Further research is needed to untangle mental workload divergence between measures. Future research could address the aforementioned methodological limitations. For example, it would be interesting to analyse how sensitivity to the rate of change effects varies depending on when the abrupt change takes place or how low-high-low/high-low-high affects mental workload measures’ convergence.

6 Conclusions

Mental workload is a complex construct which can be measured by its three primary measures: performance, physiological, and subjective. Despite expecting to find convergence between them as they reflect the same construct, dissociations and insensitivities have been repeatedly reported in the literature. A potential explanation for these divergences could be related to the differential sensitivity of mental workload measures to task-load transitions rate of change: some measures might be more sensitive to change than the absolute level of task demand, while others might be more sensitive to absolute levels of task demand.
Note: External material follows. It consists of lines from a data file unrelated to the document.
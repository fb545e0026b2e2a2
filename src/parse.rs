//! Parsers for the whitespace-separated text formats the binaries read.
//!
//! Both formats start with a count header followed by integer tokens, so
//! the two parsers share one tokenizer. Line structure carries no meaning;
//! `"3 1 2 3 4 5 6 7 8 0"` and the same tokens spread over four lines parse
//! to the same board.

use std::str::FromStr;
use thiserror::Error;

use crate::board::{Board, BoardError};
use crate::collinear::Point;

/// Errors raised while parsing board or point input text.
#[derive(Debug, Error)]
pub enum ParseError {
    /// The input held no tokens at all.
    #[error("input is empty")]
    Empty,
    /// A token could not be read as an integer of the expected kind.
    #[error("token {index}: expected an integer, found {token:?}")]
    BadToken { index: usize, token: String },
    /// The header promised a different number of values than were present.
    #[error("expected {expected} values after the header, found {actual}")]
    WrongCount { expected: usize, actual: usize },
    /// The tokens parsed but did not form a valid board.
    #[error(transparent)]
    Board(#[from] BoardError),
}

fn parse_token<T: FromStr>(token: &str, index: usize) -> Result<T, ParseError> {
    token.parse().map_err(|_| ParseError::BadToken {
        index,
        token: token.to_string(),
    })
}

/// Parses a sliding-puzzle board.
///
/// The first token is the grid dimension `n`, followed by `n * n` tile
/// values row-major, with `0` marking the blank.
///
/// # Examples
/// ```
/// use algolab::parse::board_from_str;
///
/// let board = board_from_str("3\n1 2 3\n4 5 6\n7 8 0\n").unwrap();
/// assert!(board.is_goal());
/// ```
pub fn board_from_str(input: &str) -> Result<Board, ParseError> {
    let mut tokens = input.split_whitespace().enumerate();
    let (_, header) = tokens.next().ok_or(ParseError::Empty)?;
    let n: usize = parse_token(header, 0)?;
    let tiles = tokens
        .map(|(index, token)| parse_token::<u32>(token, index))
        .collect::<Result<Vec<_>, _>>()?;
    Ok(Board::from_tiles(n, tiles)?)
}

/// Parses a point set.
///
/// The first token is the number of points, followed by that many `x y`
/// coordinate pairs.
///
/// # Examples
/// ```
/// use algolab::collinear::Point;
/// use algolab::parse::points_from_str;
///
/// let points = points_from_str("2\n0 0\n-3 5\n").unwrap();
/// assert_eq!(points, vec![Point::new(0, 0), Point::new(-3, 5)]);
/// ```
pub fn points_from_str(input: &str) -> Result<Vec<Point>, ParseError> {
    let mut tokens = input.split_whitespace().enumerate();
    let (_, header) = tokens.next().ok_or(ParseError::Empty)?;
    let count: usize = parse_token(header, 0)?;
    let coordinates = tokens
        .map(|(index, token)| parse_token::<i32>(token, index))
        .collect::<Result<Vec<_>, _>>()?;
    let expected = count.saturating_mul(2);
    if coordinates.len() != expected {
        return Err(ParseError::WrongCount {
            expected,
            actual: coordinates.len(),
        });
    }
    Ok(coordinates
        .chunks_exact(2)
        .map(|pair| Point::new(pair[0], pair[1]))
        .collect())
}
These differences would result in dissociations and insensitivities, which would ultimately affect convergence between mental workload measures. Our results suggest that dissociations in performance and physiological pupil size measures may appear after an abrupt change takes place, albeit mostly during increasing task-load conditions. However, subjective ratings may not be affected by the task-load rate of change but by the absolute level of task demand. In other words, our results partially confirmed our hypothesis, as we found higher divergence (dissociations and/or insensitivities) between mental workload measures with abrupt rates of change but only during the increasing task-load condition. An important implication of this finding is that we should give more weight to one of the mental workload reflections depending on environmental rate of change demands. In other words, if task-load transitions are linear, then we could rely on every primary mental workload measure; but when there is an abrupt task-demand transition from low to high mental workload, we may prefer to rely on subjective ratings rather than physiological or performance measures, as the subsequent decrement in physiological activation (saving resources) would not necessarily mean a decrement in an operator experienced mental workload.